[Stored data]
....................
//! DCP block (TLV) encoding and decoding.
//!
//! Each block is `option(1) | suboption(1) | length(2, BE) | payload(length)`,
//! padded to an even total length on the wire. The pad byte is never counted
//! in `length`.

use byteorder::{BigEndian, ByteOrder};

/// One parsed block from a received DCP payload.
#[derive(Debug, Clone, Copy, PartialEq, Eq)]
pub struct Block<'a> {
    pub option: u8,
    pub suboption: u8,
    pub payload: &'a [u8],
}

/// Iterates the blocks in a DCP block area, advancing by `4 + length +
/// (length % 2)` bytes per block and stopping once fewer than 7 bytes
/// remain, per spec (`declared_length <= 6` in the current wire format).
pub struct BlockIter<'a> {
    remaining: &'a [u8],
}

impl<'a> BlockIter<'a> {
    pub fn new(block_area: &'a [u8]) -> Self {
        Self {
            remaining: block_area,
        }
    }
}

impl<'a> Iterator for BlockIter<'a> {
    type Item = Block<'a>;

    fn next(&mut self) -> Option<Self::Item> {
        if self.remaining.len() <= 6 {
            return None;
        }
        let option = self.remaining[0];
        let suboption = self.remaining[1];
        let length = BigEndian::read_u16(&self.remaining[2..4]) as usize;
        let padded_length = length + (length % 2);

        if self.remaining.len() < 4 + length {
            // Truncated block: drop the remainder rather than panic.
            self.remaining = &[];
            return None;
        }

        let payload = &self.remaining[4..4 + length];
        let advance = (4 + padded_length).min(self.remaining.len());
        self.remaining = &self.remaining[advance..];

        Some(Block { option, suboption, payload })
    }
}

/// A block built for transmission: a request carries an optional
/// 2-byte qualifier ahead of its value (set/reset/blink), or an empty
/// payload (get/identify).
pub struct BlockRequest {
    pub option: u8,
    pub suboption: u8,
    pub payload: Vec<u8>,
}

impl BlockRequest {
    pub fn new(option: u8, suboption: u8, payload: Vec<u8>) -> Self {
        Self { option, suboption, payload }
    }

    pub fn empty(option: u8, suboption: u8) -> Self {
        Self::new(option, suboption, Vec::new())
    }

    /// Serialize as `option | suboption | length(BE) | payload | pad?`.
    pub fn serialize(&self) -> Vec<u8> {
        let length = self.payload.len();
        let mut out = Vec::with_capacity(4 + length + (length % 2));
        out.push(self.option);
        out.push(self.suboption);
        let mut len_buf = [0u8; 2];
        BigEndian::write_u16(&mut len_buf, length as u16);
        out.extend_from_slice(&len_buf);
        out.extend_from_slice(&self.payload);
        if length % 2 == 1 {
            out.push(0);
        }
        out
    }
}

#[cfg(test)]
mod tests {
    use super::*;

    #[test]
    fn serialize_then_parse_round_trips_a_single_block() {
        let req = BlockRequest::new(0x02, 0x02, b"plc1".to_vec());
        let bytes = req.serialize();

        let mut iter = BlockIter::new(&bytes);
        let block = iter.next().expect("one block");
        assert_eq!(block.option, 0x02);
        assert_eq!(block.suboption, 0x02);
        assert_eq!(block.payload, b"plc1");
        assert!(iter.next().is_none());
    }

    #[test]
    fn odd_length_payload_is_padded_and_skipped() {
        let req = BlockRequest::new(0x02, 0x02, b"abc".to_vec());
        let bytes = req.serialize();
        assert_eq!(bytes.len(), 4 + 3 + 1); // one pad byte

        let mut iter = BlockIter::new(&bytes);
        let block = iter.next().unwrap();
        assert_eq!(block.payload, b"abc");
        assert!(iter.next().is_none());
    }

    #[test]
    fn iterates_exactly_n_blocks_for_n_declared_lengths() {
        let mut buf = Vec::new();
        let lens = [3usize, 4, 0, 5];
        for (i, &len) in lens.iter().enumerate() {
            let payload = vec![i as u8; len];
            buf.extend(BlockRequest::new(i as u8, 0, payload).serialize());
        }

        let count = BlockIter::new(&buf).count();
        assert_eq!(count, lens.len());
    }

    #[test]
    fn stops_when_six_or_fewer_bytes_remain() {
        let tail = [0x05u8, 0x00, 0x00, 0x00, 0x00, 0x00];
        assert!(BlockIter::new(&tail).next().is_none());
    }

    #[test]
    fn empty_request_has_zero_length_and_no_pad() {
        let req = BlockRequest::empty(0xFF, 0xFF);
        let bytes = req.serialize();
        assert_eq!(bytes, vec![0xFF, 0xFF, 0x00, 0x00]);
    }
}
....................
## YOUR OBJECTIVE
Among the records, count every line where "struct" appears. Reply with the total alone.

## TASK RESPONSE
3